_TASK INSTRUCTIONS_: Say how many lines in the listing below contain the word "services". Give the number alone.

═════ MATERIAL PROVIDED ═════

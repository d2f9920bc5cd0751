//! API 错误映射

use axum::http::StatusCode;
use axum::response::{IntoResponse, Response};
use axum::Json;
use mill_errors::AppError;
use serde_json::json;
use tracing::error;

/// AppError 的 HTTP 包装
///
/// 校验错误与未找到错误原样透出，
/// 存储层故障只记日志不泄露细节
pub struct ApiError(pub AppError);

impl From<AppError> for ApiError {
    fn from(err: AppError) -> Self {
        Self(err)
    }
}

impl IntoResponse for ApiError {
    fn into_response(self) -> Response {
        let status = StatusCode::from_u16(self.0.status_code())
            .unwrap_or(StatusCode::INTERNAL_SERVER_ERROR);

        let message = match &self.0 {
            AppError::NotFound(msg) | AppError::Validation(msg) => msg.clone(),
            other => {
                error!("Request failed: {}", other);
                "internal error".to_string()
            }
        };

        (status, Json(json!({ "error": message }))).into_response()
    }
}
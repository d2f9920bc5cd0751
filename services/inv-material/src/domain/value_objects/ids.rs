//! 强类型 ID 定义

use derive_more::{Display, From};
use serde::{Deserialize, Serialize};
use std::str::FromStr;
use uuid::Uuid;

/// 物料 ID
#[derive(Debug, Clone, PartialEq, Eq, Hash, Serialize, Deserialize, Display, From)]
#[display("{_0}")]
pub struct MaterialId(pub Uuid);

impl MaterialId {
    pub fn new() -> Self {
        Self(Uuid::now_v7())
    }

    pub fn from_uuid(uuid: Uuid) -> Self {
        Self(uuid)
    }
}

impl FromStr for MaterialId {
    type Err = uuid::Error;

    fn from_str(s: &str) -> Result<Self, Self::Err> {
        Ok(Self(Uuid::parse_str(s)?))
    }
}

impl Default for MaterialId {
    fn default() -> Self {
        Self::new()
    }
}

/// 供应商 ID
#[derive(Debug, Clone, PartialEq, Eq, Hash, Serialize, Deserialize, Display, From)]
#[display("{_0}")]
pub struct SupplierId(pub Uuid);

impl SupplierId {
    pub fn new() -> Self {
        Self(Uuid::now_v7())
    }

    pub fn from_uuid(uuid: Uuid) -> Self {
        Self(uuid)
    }
}

impl FromStr for SupplierId {
    type Err = uuid::Error;

    fn from_str(s: &str) -> Result<Self, Self::Err> {
        Ok(Self(Uuid::parse_str(s)?))
    }
}

impl Default for SupplierId {
    fn default() -> Self {
        Self::new()
    }
}
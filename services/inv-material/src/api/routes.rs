//! API 路由

use std::sync::Arc;

use axum::extract::{Path, Query, State};
use axum::routing::get;
use axum::{Json, Router};
use uuid::Uuid;

use crate::application::commands::DeleteMaterialCommand;
use crate::application::handler::ServiceHandler;
use crate::application::queries::{GetMaterialQuery, ListMaterialsQuery};
use crate::domain::entities::{Material, MaterialFilter};
use crate::domain::value_objects::MaterialId;

use super::error::ApiError;
use super::requests::{
    CreateMaterialRequest, FilterMaterialsRequest, ListParams, UpdateMaterialRequest,
};
use super::responses::{
    CreatedResponse, HealthResponse, MaterialResponse, MessageResponse, ReadinessResponse,
    ServiceCheck,
};

pub type AppState = Arc<ServiceHandler>;

pub fn routes(state: AppState) -> Router {
    Router::new()
        .route("/api/materials", get(list_materials).post(create_material))
        .route("/api/materials/filter", get(filter_materials))
        .route(
            "/api/materials/{id}",
            get(get_material)
                .put(update_material)
                .delete(delete_material),
        )
        .route("/health", get(health_check))
        .route("/ready", get(readiness_check))
        .with_state(state)
}

/// GET /api/materials
async fn list_materials(
    State(handler): State<AppState>,
    Query(params): Query<ListParams>,
) -> Result<Json<Vec<MaterialResponse>>, ApiError> {
    let materials = handler
        .list_materials(ListMaterialsQuery::default())
        .await?;

    let include_full_supplier = params.expand.as_deref() == Some("supplier");
    let body = render_materials(&handler, &materials, include_full_supplier).await?;
    Ok(Json(body))
}

/// GET /api/materials/filter
async fn filter_materials(
    State(handler): State<AppState>,
    Json(request): Json<FilterMaterialsRequest>,
) -> Result<Json<Vec<MaterialResponse>>, ApiError> {
    let query = ListMaterialsQuery {
        filter: MaterialFilter {
            material_type: request.material_type,
        },
    };
    let materials = handler.list_materials(query).await?;

    let body = render_materials(&handler, &materials, false).await?;
    Ok(Json(body))
}

/// GET /api/materials/{id}
async fn get_material(
    State(handler): State<AppState>,
    Path(id): Path<Uuid>,
) -> Result<Json<MaterialResponse>, ApiError> {
    let material = handler
        .get_material(GetMaterialQuery {
            material_id: MaterialId::from_uuid(id),
        })
        .await?;

    let supplier = match material.supplier_id() {
        Some(supplier_id) => handler.find_supplier(supplier_id).await?,
        None => None,
    };

    Ok(Json(MaterialResponse::with_supplier(
        &material,
        supplier.as_ref(),
    )))
}

/// POST /api/materials
async fn create_material(
    State(handler): State<AppState>,
    Json(request): Json<CreateMaterialRequest>,
) -> Result<Json<CreatedResponse>, ApiError> {
    let material_id = handler.create_material(request.into_command()?).await?;

    Ok(Json(CreatedResponse {
        id: material_id.0,
        message: "Material created successfully".to_string(),
    }))
}

/// PUT /api/materials/{id}
async fn update_material(
    State(handler): State<AppState>,
    Path(id): Path<Uuid>,
    Json(request): Json<UpdateMaterialRequest>,
) -> Result<Json<MessageResponse>, ApiError> {
    handler.update_material(request.into_command(id)?).await?;

    Ok(Json(MessageResponse {
        message: "Material updated successfully".to_string(),
    }))
}

/// DELETE /api/materials/{id}
async fn delete_material(
    State(handler): State<AppState>,
    Path(id): Path<Uuid>,
) -> Result<Json<MessageResponse>, ApiError> {
    handler
        .delete_material(DeleteMaterialCommand {
            material_id: MaterialId::from_uuid(id),
        })
        .await?;

    Ok(Json(MessageResponse {
        message: "Material deleted successfully".to_string(),
    }))
}

/// 供应商联查在响应渲染时进行，物料本身只持有弱引用
async fn render_materials(
    handler: &ServiceHandler,
    materials: &[Material],
    include_full_supplier: bool,
) -> Result<Vec<MaterialResponse>, ApiError> {
    let mut body = Vec::with_capacity(materials.len());

    for material in materials {
        let supplier = match material.supplier_id() {
            Some(supplier_id) => handler.find_supplier(supplier_id).await?,
            None => None,
        };

        body.push(if include_full_supplier {
            MaterialResponse::with_supplier(material, supplier.as_ref())
        } else {
            MaterialResponse::minimal(material, supplier.as_ref())
        });
    }

    Ok(body)
}

/// GET /health
async fn health_check() -> Json<HealthResponse> {
    Json(HealthResponse {
        status: "healthy".to_string(),
        version: env!("CARGO_PKG_VERSION").to_string(),
    })
}

/// GET /ready
async fn readiness_check(State(handler): State<AppState>) -> Json<ReadinessResponse> {
    let database_healthy = handler.ping_store().await.is_ok();

    Json(ReadinessResponse {
        ready: database_healthy,
        checks: vec![ServiceCheck {
            name: "database".to_string(),
            healthy: database_healthy,
        }],
    })
}
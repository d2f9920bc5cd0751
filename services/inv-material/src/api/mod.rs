//! HTTP API

mod error;
mod requests;
mod responses;
mod routes;

pub use error::ApiError;
pub use routes::{routes, AppState};
//! HTTP API 测试
//!
//! 通过 oneshot 驱动完整路由，覆盖响应形态与错误负载

use std::sync::Arc;

use axum::body::Body;
use axum::http::{header, Method, Request, StatusCode};
use axum::Router;
use chrono::Utc;
use serde_json::{json, Value};
use tower::ServiceExt;
use uuid::Uuid;

use inv_material::api;
use inv_material::application::ServiceHandler;
use inv_material::domain::entities::Supplier;
use inv_material::domain::value_objects::SupplierId;
use inv_material::infrastructure::persistence::{
    InMemoryMaterialRepository, InMemorySupplierRepository,
};

async fn setup_app() -> (Router, Uuid) {
    let material_repo = Arc::new(InMemoryMaterialRepository::new());
    let supplier_repo = Arc::new(InMemorySupplierRepository::new());

    let supplier_id = SupplierId::new();
    supplier_repo
        .seed(Supplier {
            id: supplier_id.clone(),
            name: "Test Supplier".to_string(),
            display_name: "Test Supplier".to_string(),
            created_at: Utc::now(),
            lang: Some("en_US".to_string()),
            website: None,
            job_title: None,
            partner_type: Some("supplier".to_string()),
            street: Some("123 Test Street".to_string()),
            street2: None,
            city: Some("Test City".to_string()),
            zip: Some("12345".to_string()),
            latitude: None,
            longitude: None,
            email: Some("test_supplier@example.com".to_string()),
            phone: Some("1234567890".to_string()),
            is_company: true,
            commercial_parent_id: None,
            commercial_company_name: None,
        })
        .await;

    let handler = Arc::new(ServiceHandler::new(material_repo, supplier_repo));
    (api::routes(handler), supplier_id.0)
}

/// 测试辅助：发送请求并解析 JSON 响应
async fn request(
    app: &Router,
    method: Method,
    uri: &str,
    body: Option<Value>,
) -> (StatusCode, Value) {
    let mut builder = Request::builder().method(method).uri(uri);

    let body = match body {
        Some(value) => {
            builder = builder.header(header::CONTENT_TYPE, "application/json");
            Body::from(value.to_string())
        }
        None => Body::empty(),
    };

    let response = app
        .clone()
        .oneshot(builder.body(body).unwrap())
        .await
        .unwrap();

    let status = response.status();
    let bytes = axum::body::to_bytes(response.into_body(), usize::MAX)
        .await
        .unwrap();
    let value = if bytes.is_empty() {
        Value::Null
    } else {
        serde_json::from_slice(&bytes).unwrap()
    };

    (status, value)
}

fn material_body(code: &str, material_type: &str, price: i64, supplier_id: Option<Uuid>) -> Value {
    json!({
        "material_code": code,
        "material_name": "Test Material",
        "material_type": material_type,
        "material_buy_price": price,
        "supplier_id": supplier_id,
    })
}

/// 创建物料并返回 minimal 列表形态
#[tokio::test]
async fn test_create_and_list() {
    let (app, supplier_id) = setup_app().await;

    let (status, body) = request(
        &app,
        Method::POST,
        "/api/materials",
        Some(material_body("MAT001", "fabric", 150, Some(supplier_id))),
    )
    .await;
    assert_eq!(status, StatusCode::OK);
    assert_eq!(body["message"], "Material created successfully");
    assert!(body["id"].is_string());

    let (status, body) = request(&app, Method::GET, "/api/materials", None).await;
    assert_eq!(status, StatusCode::OK);
    let items = body.as_array().unwrap();
    assert_eq!(items.len(), 1);

    let item = &items[0];
    assert_eq!(item["material_code"], "MAT001");
    assert_eq!(item["material_name"], "Test Material");
    assert_eq!(item["material_type"], "fabric");
    assert_eq!(item["material_buy_price"].as_f64(), Some(150.0));
    // minimal 预设：supplier_id 是显示名
    assert_eq!(item["supplier_id"], "Test Supplier");
    assert!(item.get("supplier").is_none());
}

/// 没有供应商时 supplier_id 序列化为 null
#[tokio::test]
async fn test_list_without_supplier() {
    let (app, _) = setup_app().await;

    request(
        &app,
        Method::POST,
        "/api/materials",
        Some(material_body("MAT001", "cotton", 120, None)),
    )
    .await;

    let (_, body) = request(&app, Method::GET, "/api/materials", None).await;
    let item = &body.as_array().unwrap()[0];
    assert_eq!(item["supplier_id"], Value::Null);
}

/// 单条查询返回完整供应商形态
#[tokio::test]
async fn test_get_with_full_supplier() {
    let (app, supplier_id) = setup_app().await;

    let (_, created) = request(
        &app,
        Method::POST,
        "/api/materials",
        Some(material_body("MAT001", "fabric", 150, Some(supplier_id))),
    )
    .await;
    let id = created["id"].as_str().unwrap().to_string();

    let (status, body) = request(&app, Method::GET, &format!("/api/materials/{}", id), None).await;
    assert_eq!(status, StatusCode::OK);
    assert_eq!(body["material_code"], "MAT001");
    assert!(body.get("supplier_id").is_none());

    let supplier = &body["supplier"];
    assert_eq!(supplier["name"], "Test Supplier");
    assert_eq!(supplier["email"], "test_supplier@example.com");
    assert_eq!(supplier["phone"], "1234567890");
    assert_eq!(supplier["is_company"], true);
    assert_eq!(supplier["city"], "Test City");
}

/// 列表的 full 预设通过 expand 参数选择
#[tokio::test]
async fn test_list_expand_supplier() {
    let (app, supplier_id) = setup_app().await;

    request(
        &app,
        Method::POST,
        "/api/materials",
        Some(material_body("MAT001", "fabric", 150, Some(supplier_id))),
    )
    .await;

    let (_, body) = request(&app, Method::GET, "/api/materials?expand=supplier", None).await;
    let item = &body.as_array().unwrap()[0];
    assert!(item.get("supplier_id").is_none());
    assert_eq!(item["supplier"]["display_name"], "Test Supplier");
}

/// 采购价低于下限的创建被拒绝
#[tokio::test]
async fn test_create_below_minimum() {
    let (app, _) = setup_app().await;

    let (status, body) = request(
        &app,
        Method::POST,
        "/api/materials",
        Some(material_body("MAT002", "jeans", 50, None)),
    )
    .await;
    assert_eq!(status, StatusCode::BAD_REQUEST);
    assert_eq!(body["error"], "material_buy_price below minimum");

    let (_, body) = request(&app, Method::GET, "/api/materials", None).await;
    assert!(body.as_array().unwrap().is_empty());
}

/// 未知物料类型的创建被拒绝
#[tokio::test]
async fn test_create_unknown_type() {
    let (app, _) = setup_app().await;

    let (status, _) = request(
        &app,
        Method::POST,
        "/api/materials",
        Some(material_body("MAT002", "silk", 150, None)),
    )
    .await;
    assert_eq!(status, StatusCode::BAD_REQUEST);
}

/// 更新流程：非法价格被拒且原值保留
#[tokio::test]
async fn test_update_flow() {
    let (app, _) = setup_app().await;

    let (_, created) = request(
        &app,
        Method::POST,
        "/api/materials",
        Some(material_body("MAT001", "fabric", 150, None)),
    )
    .await;
    let id = created["id"].as_str().unwrap().to_string();
    let uri = format!("/api/materials/{}", id);

    let (status, body) = request(
        &app,
        Method::PUT,
        &uri,
        Some(json!({ "material_buy_price": 50 })),
    )
    .await;
    assert_eq!(status, StatusCode::BAD_REQUEST);
    assert_eq!(body["error"], "material_buy_price below minimum");

    let (_, body) = request(&app, Method::GET, &uri, None).await;
    assert_eq!(body["material_buy_price"].as_f64(), Some(150.0));

    let (status, body) = request(
        &app,
        Method::PUT,
        &uri,
        Some(json!({ "material_name": "Updated Material", "material_buy_price": 250 })),
    )
    .await;
    assert_eq!(status, StatusCode::OK);
    assert_eq!(body["message"], "Material updated successfully");

    let (_, body) = request(&app, Method::GET, &uri, None).await;
    assert_eq!(body["material_name"], "Updated Material");
    assert_eq!(body["material_buy_price"].as_f64(), Some(250.0));
}

/// 更新不存在的物料
#[tokio::test]
async fn test_update_not_found() {
    let (app, _) = setup_app().await;

    let (status, body) = request(
        &app,
        Method::PUT,
        &format!("/api/materials/{}", Uuid::now_v7()),
        Some(json!({ "material_name": "Ghost" })),
    )
    .await;
    assert_eq!(status, StatusCode::NOT_FOUND);
    assert_eq!(body["error"], "Material not found");
}

/// 删除流程
#[tokio::test]
async fn test_delete_flow() {
    let (app, _) = setup_app().await;

    let (_, created) = request(
        &app,
        Method::POST,
        "/api/materials",
        Some(material_body("MAT001", "fabric", 150, None)),
    )
    .await;
    let id = created["id"].as_str().unwrap().to_string();
    let uri = format!("/api/materials/{}", id);

    let (status, body) = request(&app, Method::DELETE, &uri, None).await;
    assert_eq!(status, StatusCode::OK);
    assert_eq!(body["message"], "Material deleted successfully");

    let (status, body) = request(&app, Method::GET, &uri, None).await;
    assert_eq!(status, StatusCode::NOT_FOUND);
    assert_eq!(body["error"], "Material not found");

    let (status, _) = request(&app, Method::DELETE, &uri, None).await;
    assert_eq!(status, StatusCode::NOT_FOUND);
}

/// 按类型过滤
#[tokio::test]
async fn test_filter_endpoint() {
    let (app, _) = setup_app().await;

    for (code, material_type) in [("MAT001", "fabric"), ("MAT002", "jeans"), ("MAT003", "fabric")] {
        request(
            &app,
            Method::POST,
            "/api/materials",
            Some(material_body(code, material_type, 150, None)),
        )
        .await;
    }

    let (status, body) = request(
        &app,
        Method::GET,
        "/api/materials/filter",
        Some(json!({ "material_type": "fabric" })),
    )
    .await;
    assert_eq!(status, StatusCode::OK);
    let items = body.as_array().unwrap();
    assert_eq!(items.len(), 2);
    assert!(items.iter().all(|m| m["material_type"] == "fabric"));

    // 未知类型命中空集
    let (status, body) = request(
        &app,
        Method::GET,
        "/api/materials/filter",
        Some(json!({ "material_type": "silk" })),
    )
    .await;
    assert_eq!(status, StatusCode::OK);
    assert!(body.as_array().unwrap().is_empty());
}

/// 健康与就绪探针
#[tokio::test]
async fn test_health_and_ready() {
    let (app, _) = setup_app().await;

    let (status, body) = request(&app, Method::GET, "/health", None).await;
    assert_eq!(status, StatusCode::OK);
    assert_eq!(body["status"], "healthy");

    let (status, body) = request(&app, Method::GET, "/ready", None).await;
    assert_eq!(status, StatusCode::OK);
    assert_eq!(body["ready"], true);
}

═════

_EXPECTED ANSWER_: 3